[Data to use — start]
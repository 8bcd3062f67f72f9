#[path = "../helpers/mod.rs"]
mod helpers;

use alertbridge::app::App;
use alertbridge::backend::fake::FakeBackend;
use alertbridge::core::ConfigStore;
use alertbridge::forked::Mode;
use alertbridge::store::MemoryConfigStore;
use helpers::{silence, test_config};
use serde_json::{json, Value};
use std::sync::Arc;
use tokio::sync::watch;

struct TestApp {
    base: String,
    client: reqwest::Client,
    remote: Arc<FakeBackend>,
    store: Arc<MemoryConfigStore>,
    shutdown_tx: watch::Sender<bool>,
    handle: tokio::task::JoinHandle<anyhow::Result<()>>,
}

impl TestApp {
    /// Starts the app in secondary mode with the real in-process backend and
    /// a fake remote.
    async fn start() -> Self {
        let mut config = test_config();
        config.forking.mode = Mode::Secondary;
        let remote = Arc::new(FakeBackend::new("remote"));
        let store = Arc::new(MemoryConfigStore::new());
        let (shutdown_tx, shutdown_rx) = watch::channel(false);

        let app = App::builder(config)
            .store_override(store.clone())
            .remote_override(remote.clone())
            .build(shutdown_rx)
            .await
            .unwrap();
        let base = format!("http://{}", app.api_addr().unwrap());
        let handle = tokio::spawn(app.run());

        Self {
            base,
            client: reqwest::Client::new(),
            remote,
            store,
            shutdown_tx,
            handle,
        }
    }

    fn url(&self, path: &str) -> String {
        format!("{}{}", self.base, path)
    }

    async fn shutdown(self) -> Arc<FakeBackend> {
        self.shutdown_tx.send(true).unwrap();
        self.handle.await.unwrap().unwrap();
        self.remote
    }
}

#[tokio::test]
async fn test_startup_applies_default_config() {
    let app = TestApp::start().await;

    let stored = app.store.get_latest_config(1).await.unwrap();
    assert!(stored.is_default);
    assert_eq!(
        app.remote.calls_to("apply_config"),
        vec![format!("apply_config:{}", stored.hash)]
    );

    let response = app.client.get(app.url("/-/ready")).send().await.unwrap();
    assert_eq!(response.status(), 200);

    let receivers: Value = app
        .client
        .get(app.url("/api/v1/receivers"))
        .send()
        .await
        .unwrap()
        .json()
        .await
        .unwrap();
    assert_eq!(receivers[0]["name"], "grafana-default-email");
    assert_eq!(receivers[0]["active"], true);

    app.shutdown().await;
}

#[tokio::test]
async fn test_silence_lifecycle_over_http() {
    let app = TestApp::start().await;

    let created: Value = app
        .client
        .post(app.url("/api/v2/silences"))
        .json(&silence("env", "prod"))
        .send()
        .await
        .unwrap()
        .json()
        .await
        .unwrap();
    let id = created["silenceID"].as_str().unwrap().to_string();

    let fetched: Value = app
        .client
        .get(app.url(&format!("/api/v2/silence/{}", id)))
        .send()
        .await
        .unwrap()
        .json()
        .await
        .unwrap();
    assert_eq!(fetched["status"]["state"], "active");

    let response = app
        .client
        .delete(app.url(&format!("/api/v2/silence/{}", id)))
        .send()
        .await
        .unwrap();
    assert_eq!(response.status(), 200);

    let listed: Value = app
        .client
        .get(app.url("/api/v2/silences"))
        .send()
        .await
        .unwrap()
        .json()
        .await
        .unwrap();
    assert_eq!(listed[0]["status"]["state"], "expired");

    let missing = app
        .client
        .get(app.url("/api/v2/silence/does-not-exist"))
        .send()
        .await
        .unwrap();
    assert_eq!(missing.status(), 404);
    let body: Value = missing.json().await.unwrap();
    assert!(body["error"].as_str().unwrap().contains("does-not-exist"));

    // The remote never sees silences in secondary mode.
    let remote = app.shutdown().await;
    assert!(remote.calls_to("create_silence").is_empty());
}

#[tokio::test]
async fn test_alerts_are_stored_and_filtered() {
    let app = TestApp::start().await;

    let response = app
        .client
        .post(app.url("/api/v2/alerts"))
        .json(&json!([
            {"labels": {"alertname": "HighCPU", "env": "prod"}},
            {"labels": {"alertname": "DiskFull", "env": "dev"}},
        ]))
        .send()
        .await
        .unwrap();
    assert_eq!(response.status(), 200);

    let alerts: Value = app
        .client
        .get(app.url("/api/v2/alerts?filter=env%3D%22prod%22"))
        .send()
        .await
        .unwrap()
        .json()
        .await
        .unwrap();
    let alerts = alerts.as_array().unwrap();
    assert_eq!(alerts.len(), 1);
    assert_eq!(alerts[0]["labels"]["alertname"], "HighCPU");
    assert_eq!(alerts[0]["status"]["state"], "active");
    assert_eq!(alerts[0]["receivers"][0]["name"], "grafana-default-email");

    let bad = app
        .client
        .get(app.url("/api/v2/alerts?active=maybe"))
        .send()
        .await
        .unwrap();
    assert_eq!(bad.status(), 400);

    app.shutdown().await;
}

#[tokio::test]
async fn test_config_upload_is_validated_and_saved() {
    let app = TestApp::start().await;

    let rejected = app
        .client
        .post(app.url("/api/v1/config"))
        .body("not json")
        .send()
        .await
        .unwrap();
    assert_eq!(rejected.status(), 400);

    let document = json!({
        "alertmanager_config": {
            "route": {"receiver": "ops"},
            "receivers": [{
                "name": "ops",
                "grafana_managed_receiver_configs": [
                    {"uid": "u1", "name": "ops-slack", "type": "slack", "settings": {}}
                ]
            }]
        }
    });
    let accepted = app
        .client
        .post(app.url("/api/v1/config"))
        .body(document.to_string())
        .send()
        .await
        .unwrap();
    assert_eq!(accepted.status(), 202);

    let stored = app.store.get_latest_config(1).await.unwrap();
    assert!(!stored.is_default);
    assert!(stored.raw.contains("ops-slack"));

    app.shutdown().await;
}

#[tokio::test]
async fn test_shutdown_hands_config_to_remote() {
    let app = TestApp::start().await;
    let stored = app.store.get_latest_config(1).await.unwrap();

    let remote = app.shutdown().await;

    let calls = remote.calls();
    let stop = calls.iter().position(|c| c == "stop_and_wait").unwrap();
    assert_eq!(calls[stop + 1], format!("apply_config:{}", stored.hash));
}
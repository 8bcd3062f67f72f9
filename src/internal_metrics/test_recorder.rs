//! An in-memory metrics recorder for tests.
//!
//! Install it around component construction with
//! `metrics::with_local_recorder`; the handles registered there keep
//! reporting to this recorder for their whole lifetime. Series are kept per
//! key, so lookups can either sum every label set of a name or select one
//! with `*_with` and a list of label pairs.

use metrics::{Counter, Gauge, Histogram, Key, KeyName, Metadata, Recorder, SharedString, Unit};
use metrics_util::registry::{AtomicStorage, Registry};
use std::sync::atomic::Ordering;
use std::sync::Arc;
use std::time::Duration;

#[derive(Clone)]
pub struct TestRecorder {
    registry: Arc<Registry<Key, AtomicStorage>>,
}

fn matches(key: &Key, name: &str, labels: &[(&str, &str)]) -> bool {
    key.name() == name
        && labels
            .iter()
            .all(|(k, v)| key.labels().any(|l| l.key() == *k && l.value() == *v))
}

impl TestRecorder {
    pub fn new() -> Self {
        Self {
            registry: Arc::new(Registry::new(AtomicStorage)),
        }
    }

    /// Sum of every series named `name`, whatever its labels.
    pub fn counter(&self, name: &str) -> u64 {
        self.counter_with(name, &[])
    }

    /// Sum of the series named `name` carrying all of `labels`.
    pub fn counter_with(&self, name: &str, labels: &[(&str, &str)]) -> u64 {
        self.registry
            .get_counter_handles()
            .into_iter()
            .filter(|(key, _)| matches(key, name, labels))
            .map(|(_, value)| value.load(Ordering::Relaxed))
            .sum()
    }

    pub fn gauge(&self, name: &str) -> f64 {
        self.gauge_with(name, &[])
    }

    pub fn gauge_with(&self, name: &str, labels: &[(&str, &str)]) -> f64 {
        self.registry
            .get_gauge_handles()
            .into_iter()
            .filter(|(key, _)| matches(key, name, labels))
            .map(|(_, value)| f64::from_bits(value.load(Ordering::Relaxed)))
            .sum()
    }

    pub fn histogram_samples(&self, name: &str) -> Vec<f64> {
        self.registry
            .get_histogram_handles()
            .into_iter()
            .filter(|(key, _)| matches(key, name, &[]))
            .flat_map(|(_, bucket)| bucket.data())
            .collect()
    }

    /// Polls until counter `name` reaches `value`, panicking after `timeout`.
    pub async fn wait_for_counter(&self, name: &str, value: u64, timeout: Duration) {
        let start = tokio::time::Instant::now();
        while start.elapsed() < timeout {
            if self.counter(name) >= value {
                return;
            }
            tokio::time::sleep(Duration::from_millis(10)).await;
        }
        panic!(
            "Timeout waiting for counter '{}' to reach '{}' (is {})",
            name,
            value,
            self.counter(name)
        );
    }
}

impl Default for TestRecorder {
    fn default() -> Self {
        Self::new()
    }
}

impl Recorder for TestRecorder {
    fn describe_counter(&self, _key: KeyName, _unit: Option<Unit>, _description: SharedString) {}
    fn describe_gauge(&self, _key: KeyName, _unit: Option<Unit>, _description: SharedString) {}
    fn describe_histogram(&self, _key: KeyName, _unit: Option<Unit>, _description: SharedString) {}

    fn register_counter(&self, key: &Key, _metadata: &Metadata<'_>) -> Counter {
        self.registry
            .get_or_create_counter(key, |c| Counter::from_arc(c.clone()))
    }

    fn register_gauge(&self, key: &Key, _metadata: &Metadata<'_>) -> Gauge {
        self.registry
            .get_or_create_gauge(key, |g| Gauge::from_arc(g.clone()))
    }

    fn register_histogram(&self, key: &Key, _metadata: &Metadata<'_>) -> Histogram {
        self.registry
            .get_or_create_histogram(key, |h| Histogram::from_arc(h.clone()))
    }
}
[Data to use — finish]
_Exercise description:_
Search the records for the string "reqwest" and return every line in which it occurs.

_Solution to this problem:_
    client: reqwest::Client,
            client: reqwest::Client::new(),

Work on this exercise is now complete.